Внизу проехал катафалк, его обогнала свадебная машина.
− Издеваешься над нами, − сказал он. − Как ты можешь верить в любовь, если мы тебя уже пятый раз из петли вынимаем? Как можно верить в любовь и намыливать веревку? Ты ничего не путаешь?
− Иногда я путаю причину со следствием. Больше мне путать нечего.
− А я сейчас сплю с женщиной, у которой нет сердца, − сказал ты. − Но зато она делает в постели то, что не делают другие. Просто невероятно. Приближение ночи для меня все равно, что наступление дня рождения. Это чудесно, мягкие пальчики сжимают меня, как переспелую хурму, и я, отдав все соки, засыпаю убаюканный пустотой.
− Почему у неё нет сердца? − спросил он.
− Потому что сердца нет у меня, − ответил ты. − И она бы не смогла жить со мной, имея это болезненное место. Мы оба сотканы из перистых облаков.
− Ох, и привираешь ты всё, − усмехнулся он. − И про сердце, и про облака, и про хурму.
Внизу, урча, проехали фуры, окутанные черно-синими клубами сгоревшей солярки, словно вестники ада.
− А я ищу свою женщину, − сказал я.
− С петлей на шее, − вставил он.
− Нет, серьезно, − кивнул я. − Ни о чём другом, кроме любви, и думать не могу. Засыпаю, пытаясь угадать, когда же мы встретимся, и просыпаюсь с мыслью, а не сегодня ли это произойдет.

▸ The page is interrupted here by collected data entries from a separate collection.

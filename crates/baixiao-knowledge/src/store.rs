//! SQLite-backed vector store.
//!
//! Chunks are stored with their embedding as a little-endian f32 BLOB and
//! searched with a brute-force cosine scan. Good enough for a personal
//! library of a few thousand chunks.

use baixiao_core::error::{BaixiaoError, Result};
use rusqlite::{Connection, params};
use std::path::Path;
use std::sync::Mutex;

/// A stored chunk returned by a similarity search.
#[derive(Debug, Clone, PartialEq)]
pub struct ScoredChunk {
    pub id: String,
    pub source: String,
    pub content: String,
    pub score: f32,
}

pub struct KnowledgeStore {
    conn: Mutex<Connection>,
}

fn db_err(e: rusqlite::Error) -> BaixiaoError {
    BaixiaoError::Knowledge(e.to_string())
}

fn insert_chunk(conn: &Connection, id: &str, source: &str, content: &str, embedding: &[f32]) -> Result<()> {
    conn.execute(
        "INSERT OR REPLACE INTO chunks (id, source, content, embedding, created_at)
         VALUES (?1, ?2, ?3, ?4, ?5)",
        params![
            id,
            source,
            content,
            encode_embedding(embedding),
            chrono::Utc::now().to_rfc3339()
        ],
    )
    .map_err(db_err)?;
    Ok(())
}

impl KnowledgeStore {
    /// Open (or create) the store at `path`. `":memory:"` gives a throwaway store.
    pub fn open(path: &Path) -> Result<Self> {
        if path != Path::new(":memory:")
            && let Some(parent) = path.parent()
            && !parent.as_os_str().is_empty()
        {
            std::fs::create_dir_all(parent)?;
        }
        let conn = Connection::open(path).map_err(db_err)?;
        conn.execute_batch(
            "CREATE TABLE IF NOT EXISTS chunks (
                id TEXT PRIMARY KEY,
                source TEXT NOT NULL,
                content TEXT NOT NULL,
                embedding BLOB NOT NULL,
                created_at TEXT NOT NULL
            );
            CREATE INDEX IF NOT EXISTS idx_chunks_source ON chunks(source);",
        )
        .map_err(db_err)?;
        Ok(Self {
            conn: Mutex::new(conn),
        })
    }

    fn conn(&self) -> Result<std::sync::MutexGuard<'_, Connection>> {
        self.conn
            .lock()
            .map_err(|_| BaixiaoError::Knowledge("store lock poisoned".into()))
    }

    /// Insert or replace a chunk by id.
    pub fn upsert(&self, id: &str, source: &str, content: &str, embedding: &[f32]) -> Result<()> {
        let conn = self.conn()?;
        insert_chunk(&conn, id, source, content, embedding)
    }

    /// Swap all chunks of `source` for `chunks` (`(id, content, embedding)`)
    /// in one transaction. On error the previous chunks are kept.
    pub fn replace_source(&self, source: &str, chunks: &[(String, String, Vec<f32>)]) -> Result<usize> {
        let mut conn = self.conn()?;
        let tx = conn.transaction().map_err(db_err)?;
        tx.execute("DELETE FROM chunks WHERE source = ?1", params![source])
            .map_err(db_err)?;
        for (id, content, embedding) in chunks {
            insert_chunk(&tx, id, source, content, embedding)?;
        }
        tx.commit().map_err(db_err)?;
        Ok(chunks.len())
    }

    /// Top-`k` chunks by cosine similarity to `query`, best first.
    pub fn search(&self, query: &[f32], k: usize) -> Result<Vec<ScoredChunk>> {
        if k == 0 {
            return Ok(vec![]);
        }
        let conn = self.conn()?;
        let mut stmt = conn
            .prepare("SELECT id, source, content, embedding FROM chunks")
            .map_err(db_err)?;
        let rows = stmt
            .query_map([], |row| {
                Ok((
                    row.get::<_, String>(0)?,
                    row.get::<_, String>(1)?,
                    row.get::<_, String>(2)?,
                    row.get::<_, Vec<u8>>(3)?,
                ))
            })
            .map_err(db_err)?;

        let mut scored = Vec::new();
        for row in rows {
            let (id, source, content, blob) = row.map_err(db_err)?;
            let embedding = decode_embedding(&blob);
            if embedding.len() != query.len() {
                tracing::debug!("Skipping chunk {id}: dimension {} != {}", embedding.len(), query.len());
                continue;
            }
            scored.push(ScoredChunk {
                id,
                source,
                content,
                score: cosine_similarity(query, &embedding),
            });
        }

        scored.sort_by(|a, b| b.score.total_cmp(&a.score));
        scored.truncate(k);
        Ok(scored)
    }

    /// (distinct sources, chunks)
    pub fn stats(&self) -> (usize, usize) {
        let Ok(conn) = self.conn() else {
            return (0, 0);
        };
        let sources = conn
            .query_row("SELECT COUNT(DISTINCT source) FROM chunks", [], |r| r.get::<_, i64>(0))
            .unwrap_or(0);
        let chunks = conn
            .query_row("SELECT COUNT(*) FROM chunks", [], |r| r.get::<_, i64>(0))
            .unwrap_or(0);
        (sources as usize, chunks as usize)
    }
}

fn encode_embedding(v: &[f32]) -> Vec<u8> {
    v.iter().flat_map(|f| f.to_le_bytes()).collect()
}

fn decode_embedding(blob: &[u8]) -> Vec<f32> {
    blob.chunks_exact(4)
        .map(|b| f32::from_le_bytes([b[0], b[1], b[2], b[3]]))
        .collect()
}

fn cosine_similarity(a: &[f32], b: &[f32]) -> f32 {
    let mut dot = 0.0f32;
    let mut na = 0.0f32;
    let mut nb = 0.0f32;
    for (x, y) in a.iter().zip(b) {
        dot += x * y;
        na += x * x;
        nb += y * y;
    }
    if na == 0.0 || nb == 0.0 {
        return 0.0;
    }
    dot / (na.sqrt() * nb.sqrt())
}

#[cfg(test)]
mod tests {
    use super::*;

    fn store() -> KnowledgeStore {
        KnowledgeStore::open(Path::new(":memory:")).unwrap()
    }

    #[test]
    fn test_search_orders_by_similarity() {
        let kb = store();
        kb.upsert("a#0", "a.md", "cats", &[1.0, 0.0, 0.0]).unwrap();
        kb.upsert("b#0", "b.md", "dogs", &[0.0, 1.0, 0.0]).unwrap();
        kb.upsert("c#0", "c.md", "kittens", &[0.9, 0.1, 0.0]).unwrap();

        let hits = kb.search(&[1.0, 0.0, 0.0], 2).unwrap();
        let contents: Vec<_> = hits.iter().map(|h| h.content.as_str()).collect();
        assert_eq!(contents, vec!["cats", "kittens"]);
        assert!(hits[0].score >= hits[1].score);
    }

    #[test]
    fn test_upsert_replaces_by_id() {
        let kb = store();
        kb.upsert("x#0", "x.txt", "old", &[1.0, 0.0]).unwrap();
        kb.upsert("x#0", "x.txt", "new", &[1.0, 0.0]).unwrap();
        assert_eq!(kb.stats(), (1, 1));
        assert_eq!(kb.search(&[1.0, 0.0], 5).unwrap()[0].content, "new");
    }

    #[test]
    fn test_empty_store_and_zero_k() {
        let kb = store();
        assert!(kb.search(&[1.0], 5).unwrap().is_empty());
        kb.upsert("x#0", "x.txt", "text", &[1.0]).unwrap();
        assert!(kb.search(&[1.0], 0).unwrap().is_empty());
    }

    #[test]
    fn test_dimension_mismatch_is_skipped() {
        let kb = store();
        kb.upsert("x#0", "x.txt", "short", &[1.0]).unwrap();
        kb.upsert("y#0", "y.txt", "right", &[1.0, 0.0]).unwrap();
        let hits = kb.search(&[1.0, 0.0], 5).unwrap();
        assert_eq!(hits.len(), 1);
        assert_eq!(hits[0].id, "y#0");
    }

    fn chunk(id: &str, content: &str) -> (String, String, Vec<f32>) {
        (id.to_string(), content.to_string(), vec![1.0, 0.0])
    }

    #[test]
    fn test_replace_source_swaps_chunks() {
        let kb = store();
        kb.upsert("x.txt#0", "x.txt", "a", &[1.0, 0.0]).unwrap();
        kb.upsert("x.txt#1", "x.txt", "b", &[1.0, 0.0]).unwrap();
        kb.upsert("y.txt#0", "y.txt", "c", &[1.0, 0.0]).unwrap();

        let stored = kb.replace_source("x.txt", &[chunk("x.txt#0", "fresh")]).unwrap();
        assert_eq!(stored, 1);
        assert_eq!(kb.stats(), (2, 2));
        let contents: Vec<_> = kb
            .search(&[1.0, 0.0], 5)
            .unwrap()
            .into_iter()
            .map(|h| h.content)
            .collect();
        assert!(contents.contains(&"fresh".to_string()));
        assert!(!contents.contains(&"b".to_string()));
    }

    #[test]
    fn test_replace_source_rolls_back_on_failure() {
        let kb = store();
        kb.upsert("x.txt#0", "x.txt", "a", &[1.0, 0.0]).unwrap();
        kb.upsert("x.txt#1", "x.txt", "b", &[1.0, 0.0]).unwrap();
        kb.conn()
            .unwrap()
            .execute_batch(
                "CREATE TRIGGER reject_bad BEFORE INSERT ON chunks WHEN NEW.content = 'bad'
                 BEGIN SELECT RAISE(ABORT, 'rejected'); END;",
            )
            .unwrap();

        let err = kb
            .replace_source("x.txt", &[chunk("x.txt#0", "good"), chunk("x.txt#1", "bad")])
            .unwrap_err();
        assert!(matches!(err, BaixiaoError::Knowledge(_)));

        // Old chunks survive untouched
        assert_eq!(kb.stats(), (1, 2));
        let mut contents: Vec<_> = kb
            .search(&[1.0, 0.0], 5)
            .unwrap()
            .into_iter()
            .map(|h| h.content)
            .collect();
        contents.sort();
        assert_eq!(contents, vec!["a", "b"]);
    }

    #[test]
    fn test_embedding_blob_roundtrip() {
        let v = vec![0.25f32, -3.5, 1e-3];
        assert_eq!(decode_embedding(&encode_embedding(&v)), v);
    }

    #[test]
    fn test_cosine_zero_vector() {
        assert_eq!(cosine_similarity(&[0.0, 0.0], &[1.0, 0.0]), 0.0);
    }
}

− Х**ня с тобой какая-то творится, − тоже серьезно заметил он. − С таким невротическим романтизмом вечно влюбленного юноши тебе нужно отсюда подальше, малыш.
Ты засмеялся, но смех вышел немного грустный.
Внизу, мигая дьявольским оком, пронеслась патрульная машина. Опять куда-то отправилось заслуженное наказание. О нас думают, о нас заботятся, свободу и любовь выдают порциями, по черпачку, как баланду на каторге. Скоро начнут выписывать рецепты на счастье, и мы будем бегать с ними по аптекам.
− Такая орава людей живет на планете, − проговорил ты, − и все давно поняли, что мир лучше войны, что любовь это больше, чем возня двух тел. Что мир изменит только она. А что толку?
− Понять мало, − сказал он. − Надо чтобы кто-то научил любить любовь.
Внизу под виадуком появилась парочка юных созданий в призывно коротких юбках и кожаных куртках. Они сжимались от холода, ходили вдоль обочины и иногда махали проезжавшим машинам. Они были похожи на цыплят, которых бросила мама.
− Вот они и научат, − с усмешкой указал на них ты и крикнул. − Девочки почем любовь?
− Двести минет, − готовно крикнула одна. − Триста в стойке.
− Это как? − не понял я.
− Она встает к тебе спиной, наклоняется и охает, пока ты делаешь свое незамысловатое упражнение любви, − объяснил он.
− А триста это не дорого, − сказал ты. − На дороге почти везде так.
Девочки-цыплята еще некоторое время с надеждой смотрели на нас, потом смачно выругались и пошли дальше.
− По большому счету мы все так стоим вдоль одной дороги и продаемся, − сказал ты.
− Что ты имеешь в виду? − спросил он.
− Что вся эта жизнь похожа на один большой бордель, кто-то по дешевке сдает себя на обочине, а кого-то за хорошую цену покупают в дорогой обстановке. Впрочем, есть выбор самому стать сутенером и следить за куплей продажей тел и мозгов. Но все равно наш мир − бордель, а любовь скачет по нему неуловимым солнечным зайчиком.
− Хотел бы я, чтобы это было не так, − сказал я.